This patient's urine calcium and creatinine levels should be measured. Her laboratory values are consistent with hypercalcemia, and her parathyroid hormone level is toward the upper end of the normal range. In her age group and with a family member with a suspicious history, it is important to distinguish between primary hyperparathyroidism and familial hypocalciuric hypercalcemia (FHH). The distinction between primary hyperparathyroidism and FHH can be made by a 24-hour urine collection for calcium and creatinine, which will establish the amount of kidney calcium excretion and will allow evaluation of the calcium-creatinine ratio. Total urine calcium of less than 200 mg/24 h (5 mmol/24 h) and a calcium-creatinine ratio less than 0.01 are highly suggestive of familial hypocalciuric hypercalcemia. FHH results from a mutation in a specific calcium-sensing receptor in the parathyroids and kidneys, and results in an upward shift in the range of calcium and PTH leading to these clinical findings. Although a rare entity, making this diagnosis is crucial because it may prevent unnecessary parathyroidectomy for the patient. The course of FHH is rarely associated with hypercalcemia and therefore does not require therapy to lower serum calcium levels. Screening other family members for the disorder is indicated.

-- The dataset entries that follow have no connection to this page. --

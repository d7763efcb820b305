//! Service context - dependency container for services
//!
//! Holds the entity store handles, the password service and the access
//! settings every use case reads. There is no global state; callers build one
//! context and hand a reference to each service.

use std::sync::Arc;

use tracker_common::{AppConfig, PasswordService};
use tracker_core::traits::{
    AssociationRepository, CourseRepository, MemberRepository, RoleRepository,
};
use tracker_core::{AccessCutoffs, Privilege};
use tracker_db::{
    MemoryStore, PgAssociationRepository, PgCourseRepository, PgMemberRepository, PgPool,
    PgRoleRepository,
};

use super::error::{ServiceError, ServiceResult};

/// Service context containing all dependencies
#[derive(Clone)]
pub struct ServiceContext {
    // Repositories
    member_repo: Arc<dyn MemberRepository>,
    course_repo: Arc<dyn CourseRepository>,
    role_repo: Arc<dyn RoleRepository>,
    association_repo: Arc<dyn AssociationRepository>,

    // Services
    password_service: PasswordService,

    // Access settings
    cutoffs: AccessCutoffs,
    roles_locked: bool,
}

impl ServiceContext {
    /// Create a new service context with all dependencies
    pub fn new(
        member_repo: Arc<dyn MemberRepository>,
        course_repo: Arc<dyn CourseRepository>,
        role_repo: Arc<dyn RoleRepository>,
        association_repo: Arc<dyn AssociationRepository>,
        cutoffs: AccessCutoffs,
        roles_locked: bool,
    ) -> Self {
        Self {
            member_repo,
            course_repo,
            role_repo,
            association_repo,
            password_service: PasswordService::new(),
            cutoffs,
            roles_locked,
        }
    }

    /// Context backed by PostgreSQL repositories sharing one pool
    pub fn postgres(pool: PgPool, config: &AppConfig) -> Self {
        Self::new(
            Arc::new(PgMemberRepository::new(pool.clone())),
            Arc::new(PgCourseRepository::new(pool.clone())),
            Arc::new(PgRoleRepository::new(pool.clone())),
            Arc::new(PgAssociationRepository::new(pool)),
            config.access,
            config.roles.locked,
        )
    }

    /// Context backed by a shared in-memory store with default cutoffs
    pub fn in_memory(store: Arc<MemoryStore>) -> Self {
        Self::new(
            store.clone(),
            store.clone(),
            store.clone(),
            store,
            AccessCutoffs::default(),
            false,
        )
    }

    /// Replace the privilege cutoffs
    ///
    /// # Errors
    /// Returns a validation error if the cutoffs are not monotonic
    pub fn with_cutoffs(mut self, cutoffs: AccessCutoffs) -> ServiceResult<Self> {
        cutoffs.validate()?;
        self.cutoffs = cutoffs;
        Ok(self)
    }

    /// Enable or disable role add/edit/delete
    pub fn with_roles_locked(mut self, locked: bool) -> Self {
        self.roles_locked = locked;
        self
    }

    // === Repositories ===

    /// Get the member repository
    pub fn member_repo(&self) -> &dyn MemberRepository {
        self.member_repo.as_ref()
    }

    /// Get the course repository
    pub fn course_repo(&self) -> &dyn CourseRepository {
        self.course_repo.as_ref()
    }

    /// Get the role repository
    pub fn role_repo(&self) -> &dyn RoleRepository {
        self.role_repo.as_ref()
    }

    /// Get the association repository
    pub fn association_repo(&self) -> &dyn AssociationRepository {
        self.association_repo.as_ref()
    }

    // === Services ===

    /// Get the password service
    pub fn password_service(&self) -> &PasswordService {
        &self.password_service
    }

    // === Access settings ===

    /// Per-action privilege cutoffs
    pub fn cutoffs(&self) -> &AccessCutoffs {
        &self.cutoffs
    }

    /// Privilege a course creator is granted, the delete cutoff
    pub fn owner_privilege(&self) -> Privilege {
        self.cutoffs.delete
    }

    /// Whether role add/edit/delete is disabled
    pub fn roles_locked(&self) -> bool {
        self.roles_locked
    }
}

impl std::fmt::Debug for ServiceContext {
    fn fmt(&self, f: &mut std::fmt::Formatter<'_>) -> std::fmt::Result {
        f.debug_struct("ServiceContext")
            .field("repositories", &"...")
            .field("cutoffs", &self.cutoffs)
            .field("roles_locked", &self.roles_locked)
            .finish()
    }
}

/// Builder for creating ServiceContext with custom configuration
#[derive(Default)]
pub struct ServiceContextBuilder {
    member_repo: Option<Arc<dyn MemberRepository>>,
    course_repo: Option<Arc<dyn CourseRepository>>,
    role_repo: Option<Arc<dyn RoleRepository>>,
    association_repo: Option<Arc<dyn AssociationRepository>>,
    cutoffs: AccessCutoffs,
    roles_locked: bool,
}

impl ServiceContextBuilder {
    pub fn new() -> Self {
        Self::default()
    }

    /// Use one store for all four repositories
    pub fn store<S>(self, store: Arc<S>) -> Self
    where
        S: MemberRepository + CourseRepository + RoleRepository + AssociationRepository + 'static,
    {
        self.member_repo(store.clone())
            .course_repo(store.clone())
            .role_repo(store.clone())
            .association_repo(store)
    }

    pub fn member_repo(mut self, repo: Arc<dyn MemberRepository>) -> Self {
        self.member_repo = Some(repo);
        self
    }

    pub fn course_repo(mut self, repo: Arc<dyn CourseRepository>) -> Self {
        self.course_repo = Some(repo);
        self
    }

    pub fn role_repo(mut self, repo: Arc<dyn RoleRepository>) -> Self {
        self.role_repo = Some(repo);
        self
    }

    pub fn association_repo(mut self, repo: Arc<dyn AssociationRepository>) -> Self {
        self.association_repo = Some(repo);
        self
    }

    pub fn cutoffs(mut self, cutoffs: AccessCutoffs) -> Self {
        self.cutoffs = cutoffs;
        self
    }

    pub fn roles_locked(mut self, locked: bool) -> Self {
        self.roles_locked = locked;
        self
    }

    /// Build the ServiceContext
    ///
    /// # Errors
    /// Returns `ServiceError::Validation` if any repository is missing or the
    /// cutoffs are not monotonic
    pub fn build(self) -> ServiceResult<ServiceContext> {
        self.cutoffs.validate()?;
        Ok(ServiceContext::new(
            self.member_repo
                .ok_or_else(|| ServiceError::validation("member_repo is required"))?,
            self.course_repo
                .ok_or_else(|| ServiceError::validation("course_repo is required"))?,
            self.role_repo
                .ok_or_else(|| ServiceError::validation("role_repo is required"))?,
            self.association_repo
                .ok_or_else(|| ServiceError::validation("association_repo is required"))?,
            self.cutoffs,
            self.roles_locked,
        ))
    }
}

Bone densitometry is not indicated in this age group in the absence of fragility fractures or other risk factors such as long-term high-dose glucocorticoid use or primary hyperparathyroidism.
A parathyroid sestamibi scan is a very useful nuclear imaging study for localization of adenomas in patients with primary hyperparathyroidism or parathyroid cancer. However, primary hyperparathyroidism has not been confirmed in this patient with suspicion for FHH, making this study premature.
The need for surgical treatment in this patient has also not been established. Therefore, surgical referral for parathyroidectomy would not be appropriate.